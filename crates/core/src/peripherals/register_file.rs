// LabWired - Firmware Simulation Platform
// Copyright (C) 2026 Andrii Shylenko
//
// This software is released under the MIT License.
// See the LICENSE file in the project root for full license information.

use super::{byte_lane, merge_byte_lane};
use crate::SimResult;

/// Plain read-back registers. Stands in for the audio processing blocks
/// (mute, LMS filter, delay line) and the codec interface, whose datapaths
/// live in the FPGA fabric and only expose control words to the CPU.
#[derive(Debug, serde::Serialize)]
pub struct RegisterFile {
    words: Vec<u32>,
}

impl RegisterFile {
    pub fn new(words: usize) -> Self {
        Self {
            words: vec![0; words.max(1)],
        }
    }

    pub fn word(&self, index: usize) -> Option<u32> {
        self.words.get(index).copied()
    }
}

impl crate::Peripheral for RegisterFile {
    fn read(&self, offset: u64) -> SimResult<u8> {
        let val = self.word((offset / 4) as usize).unwrap_or(0);
        Ok(byte_lane(val, offset))
    }

    fn write(&mut self, offset: u64, value: u8) -> SimResult<()> {
        if let Some(word) = self.words.get_mut((offset / 4) as usize) {
            *word = merge_byte_lane(*word, offset, value);
        }
        Ok(())
    }

    fn snapshot(&self) -> serde_json::Value {
        serde_json::to_value(self).unwrap_or(serde_json::Value::Null)
    }
}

===============

ASSIGNMENT: An exact transcript of all the records is the expected result.

ANSWER BOX:
filename crates/core/src/peripherals/register_file.rs
// LabWired - Firmware Simulation Platform
// Copyright (C) 2026 Andrii Shylenko
//
// This software is released under the MIT License.
// See the LICENSE file in the project root for full license information.

use super::{byte_lane, merge_byte_lane};
use crate::SimResult;

/// Plain read-back registers. Stands in for the audio processing blocks
/// (mute, LMS filter, delay line) and the codec interface, whose datapaths
/// live in the FPGA fabric and only expose control words to the CPU.
#[derive(Debug, serde::Serialize)]
pub struct RegisterFile {
    words: Vec<u32>,
}

impl RegisterFile {
    pub fn new(words: usize) -> Self {
        Self {
            words: vec![0; words.max(1)],
        }
    }

    pub fn word(&self, index: usize) -> Option<u32> {
        self.words.get(index).copied()
    }
}

impl crate::Peripheral for RegisterFile {
    fn read(&self, offset: u64) -> SimResult<u8> {
        let val = self.word((offset / 4) as usize).unwrap_or(0);
        Ok(byte_lane(val, offset))
    }

    fn write(&mut self, offset: u64, value: u8) -> SimResult<()> {
        if let Some(word) = self.words.get_mut((offset / 4) as usize) {
            *word = merge_byte_lane(*word, offset, value);
        }
        Ok(())
    }

    fn snapshot(&self) -> serde_json::Value {
        serde_json::to_value(self).unwrap_or(serde_json::Value::Null)
    }
}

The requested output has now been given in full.